[Task inputs — start]

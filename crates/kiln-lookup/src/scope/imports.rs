//! Import resolution (pipeline stage 2)

use crate::binding::{PackageId, TypeId, UnitId};
use crate::env::LookupEnvironment;
use crate::error::LookupResult;
use crate::names::{well_known, CompoundName};
use crate::reporter::ProblemId;
use rustc_hash::FxHashMap;
use std::rc::Rc;
use tracing::trace;

/// Target of an on-demand import
#[derive(Debug, Clone, Copy, PartialEq, Eq)]
pub enum OnDemandImport {
    /// `import p.*;`
    Package(PackageId),
    /// `import p.Outer.*;`
    Type(TypeId),
}

/// Resolved imports of one compilation unit
#[derive(Debug, Clone, Default)]
pub struct ImportTable {
    /// Single-type imports by simple name
    pub single_types: FxHashMap<String, TypeId>,
    /// On-demand imports in source order; `java.lang` comes last
    pub on_demand: Vec<OnDemandImport>,
    /// Static single imports: declaring type and member name
    pub static_single: Vec<(TypeId, String)>,
    /// Static on-demand imports
    pub static_on_demand: Vec<TypeId>,
    resolved: bool,
}

impl ImportTable {
    /// Single-type import for a simple name
    pub fn single_type(&self, name: &str) -> Option<TypeId> {
        self.single_types.get(name).copied()
    }
}

impl LookupEnvironment {
    /// Resolve the imports of a unit; later calls are no-ops
    pub(crate) fn resolve_imports(&mut self, unit: UnitId) -> LookupResult<()> {
        if self.units[unit.index()].imports.resolved {
            return Ok(());
        }
        self.units[unit.index()].imports.resolved = true;
        let Some(decl) = self.unit_decls.get(&unit).map(Rc::clone) else {
            return Ok(());
        };
        let own_package = self.units[unit.index()].package;
        let own_types = self.units[unit.index()].types.clone();
        let mut table = ImportTable {
            resolved: true,
            ..ImportTable::default()
        };

        for import in &decl.imports {
            let dotted = import.name.dotted();
            match (import.is_static, import.on_demand) {
                (false, false) => {
                    let Some(ty) = self.get_type(&import.name)? else {
                        self.report(ProblemId::ImportNotFound, vec![dotted]);
                        continue;
                    };
                    if !self.is_type_visible_in_package(ty, own_package) {
                        self.report(ProblemId::ImportNotVisible, vec![dotted]);
                        continue;
                    }
                    let simple = import.name.last().unwrap_or_default().to_string();
                    let clashes_with_own = own_types
                        .iter()
                        .any(|&own| own != ty && self.class(own).is_some_and(|c| c.source_name == simple));
                    let clashes_with_import = table.single_type(&simple).is_some_and(|existing| existing != ty);
                    if clashes_with_own || clashes_with_import {
                        self.report(ProblemId::ConflictingImport, vec![dotted]);
                        continue;
                    }
                    table.single_types.insert(simple, ty);
                }
                (false, true) => {
                    if let Some(package) = self.get_package(&import.name) {
                        table.on_demand.push(OnDemandImport::Package(package));
                    } else if let Some(ty) = self.get_type(&import.name)? {
                        table.on_demand.push(OnDemandImport::Type(ty));
                    } else {
                        self.report(ProblemId::ImportNotFound, vec![dotted]);
                    }
                }
                (true, false) => {
                    let member = import.name.last().unwrap_or_default().to_string();
                    let Some(ty) = self.get_type(&import.name.parent())? else {
                        self.report(ProblemId::ImportNotFound, vec![dotted]);
                        continue;
                    };
                    let is_binary = self.class(ty).is_some_and(|c| c.is_binary());
                    if is_binary && !self.declares_static_member(ty, &member)? {
                        self.report(ProblemId::ImportNotFound, vec![dotted]);
                        continue;
                    }
                    table.static_single.push((ty, member));
                }
                (true, true) => match self.get_type(&import.name)? {
                    Some(ty) => table.static_on_demand.push(ty),
                    None => self.report(ProblemId::ImportNotFound, vec![dotted]),
                },
            }
        }

        let java_lang = CompoundName::new(well_known::JAVA_LANG.iter().map(|s| s.to_string()).collect());
        if let Some(package) = self.get_package(&java_lang) {
            if !table.on_demand.contains(&OnDemandImport::Package(package)) && package != own_package {
                table.on_demand.push(OnDemandImport::Package(package));
            }
        }
        trace!(
            unit = %unit,
            single = table.single_types.len(),
            on_demand = table.on_demand.len(),
            "resolved imports"
        );
        self.units[unit.index()].imports = table;
        Ok(())
    }

    fn declares_static_member(&mut self, ty: TypeId, name: &str) -> LookupResult<bool> {
        for field in self.fields(ty)? {
            let field = self.field(field);
            if field.name == name && field.is_static() {
                return Ok(true);
            }
        }
        for method in self.methods(ty)? {
            let method = self.method(method);
            if method.selector == name && method.is_static() {
                return Ok(true);
            }
        }
        for member in self.member_types(ty)? {
            if self.class(member).is_some_and(|c| c.source_name == name) {
                return Ok(true);
            }
        }
        Ok(false)
    }

    /// Resolved imports of a unit
    pub fn imports(&self, unit: UnitId) -> &ImportTable {
        &self.units[unit.index()].imports
    }
}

[Task inputs — finish]

Exercise instructions: Starting at the line with "self.units[unit.index()].imports = table;", copy each line through the end of the data, both ends included, and give nothing else.

Final answer:
        self.units[unit.index()].imports = table;
        Ok(())
    }

    fn declares_static_member(&mut self, ty: TypeId, name: &str) -> LookupResult<bool> {
        for field in self.fields(ty)? {
            let field = self.field(field);
            if field.name == name && field.is_static() {
                return Ok(true);
            }
        }
        for method in self.methods(ty)? {
            let method = self.method(method);
            if method.selector == name && method.is_static() {
                return Ok(true);
            }
        }
        for member in self.member_types(ty)? {
            if self.class(member).is_some_and(|c| c.source_name == name) {
                return Ok(true);
            }
        }
        Ok(false)
    }

    /// Resolved imports of a unit
    pub fn imports(&self, unit: UnitId) -> &ImportTable {
        &self.units[unit.index()].imports
    }
}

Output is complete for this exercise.